Here’s the setup from Katie. Kristie and Marlyn Seidler, a heterosexual couple and ranchers north of Bismarck, North Dakota, need a ranch hand. They look far and wide, high and low, and Jaco Van Rooyen reads their ad in the Transvaal Times and is the only one to respond. (Spot made up the part about the Transvaal Times.) The Seidlers hire Jaco, paying a small fortune for lawyers to get him into the country as a temporary worker each year.

Now, the Seidlers want to take Van Rooyen on full time, year around and want to “adjust” his status. (A status adjustment is the term used in immigration law to move from a temporary to a permanent, or immigrant, visa.) And they find out that Jaco will have to wait maybe five years! Oh the criminal insanity of it! But Jaco plays by the rules; he’s a good boy and he’ll go back when his temporary visa is up?

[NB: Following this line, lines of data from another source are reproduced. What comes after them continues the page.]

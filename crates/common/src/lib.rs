pub mod env;
pub mod types;
pub mod utils;

#[cfg(test)]
mod tests {
    use super::*;

    #[test]
    fn health_type_ok() {
        let h = types::Health { status: "ok" };
        assert_eq!(h.status, "ok");
        assert_eq!(serde_json::to_value(&h).unwrap(), serde_json::json!({"status": "ok"}));
    }

    #[test]
    fn message_serializes_flat() {
        let m = types::Message::new("Automation started");
        assert_eq!(serde_json::to_value(&m).unwrap(), serde_json::json!({"message": "Automation started"}));
    }
}
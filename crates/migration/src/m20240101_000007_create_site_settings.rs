//! Create `site_settings` singleton table (row id = 1).
use sea_orm_migration::{prelude::*, schema::*};

#[derive(DeriveMigrationName)]
pub struct Migration;

#[async_trait::async_trait]
impl MigrationTrait for Migration {
    async fn up(&self, manager: &SchemaManager) -> Result<(), DbErr> {
        manager
            .create_table(
                Table::create()
                    .table(SiteSettings::Table)
                    .if_not_exists()
                    .col(integer(SiteSettings::Id).primary_key())
                    .col(boolean(SiteSettings::MaintenanceMode).not_null().default(false))
                    .col(boolean(SiteSettings::NewUserRegistration).not_null().default(true))
                    .col(boolean(SiteSettings::RequireEmailVerification).not_null().default(false))
                    .col(integer(SiteSettings::MaxAutomationsPerUser).not_null().default(10))
                    .col(string_len(SiteSettings::SiteName, 255).not_null())
                    .col(string_len(SiteSettings::SupportEmail, 255).not_null())
                    .col(timestamp_with_time_zone(SiteSettings::UpdatedAt).not_null())
                    .to_owned(),
            )
            .await
    }

    async fn down(&self, manager: &SchemaManager) -> Result<(), DbErr> {
        manager.drop_table(Table::drop().table(SiteSettings::Table).to_owned()).await
    }
}

#[derive(DeriveIden)]
enum SiteSettings {
    Table,
    Id,
    MaintenanceMode,
    NewUserRegistration,
    RequireEmailVerification,
    MaxAutomationsPerUser,
    SiteName,
    SupportEmail,
    UpdatedAt,
}
use sea_orm::{entity::prelude::*, Set};
use chrono::Utc;
use serde::{Deserialize, Serialize};

/// Primary key of the only row.
pub const SINGLETON_ID: i32 = 1;

#[derive(Clone, Debug, PartialEq, DeriveEntityModel, Serialize, Deserialize)]
#[sea_orm(table_name = "site_settings")]
pub struct Model {
    #[sea_orm(primary_key, auto_increment = false)]
    pub id: i32,
    pub maintenance_mode: bool,
    pub new_user_registration: bool,
    pub require_email_verification: bool,
    pub max_automations_per_user: i32,
    pub site_name: String,
    pub support_email: String,
    pub updated_at: DateTimeWithTimeZone,
}

#[derive(Copy, Clone, Debug, EnumIter)]
pub enum Relation {}

impl RelationTrait for Relation {
    fn def(&self) -> RelationDef {
        match *self {}
    }
}

impl ActiveModelBehavior for ActiveModel {}

pub fn defaults() -> ActiveModel {
    ActiveModel {
        id: Set(SINGLETON_ID),
        maintenance_mode: Set(false),
        new_user_registration: Set(true),
        require_email_verification: Set(false),
        max_automations_per_user: Set(10),
        site_name: Set("CrypGo".to_string()),
        support_email: Set("support@crypgo.com".to_string()),
        updated_at: Set(Utc::now().into()),
    }
}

Spotty, why can’t Van Rooyen come back on a temporary visa every year, until his number comes up for a permanent visa?

It’s apples and oranges, grasshopper. If you enter with a temporary visa, you cannot be an intending immigrant at the time. So, when he makes a move to get a permanent visa, he signals that he is an intending immigrant and he’s not eligible for a temporary visa. There are a lot of things in immigration law right out of Kafka.

Spot’s memory does not run to a time when this wasn’t the rule.

But here’s the part where you, boys and girls, need to decide if Jaco’s case is quite as hard luck as Katie would have you believe. What is the probability that a kid raised on a farm in South Africa is the only person on the planet who wants to be a farm hand in North Dakota? Spot thinks that the probability is pretty low.

If Spotty was a betting dog, he would bet that the Seidlers had a specific motivation to employ Jaco and bring him into the country. Maybe he’s a distant relation; maybe he and the Seidlers hold similar peculiar religious views; maybe Jaco is especially useful to Marlyn in his dirt track auto racing. Marlyn reports in Katie’s story that Jaco is mighty handy at fixing things, perhaps like dirt track cars!

And this is the way the game is often played, boys and girls. If you have an alien in mind who you want to bring over, and you’re willing to spend the money to do it, you may be able, with good legal counsel, to write a job description that, say, only a lonely boy on the Transvaal can fill. There is really no other explanation for going to another hemisphere for a farm hand.

You gotta watch that Katie; she's nothing if not a spinmeister!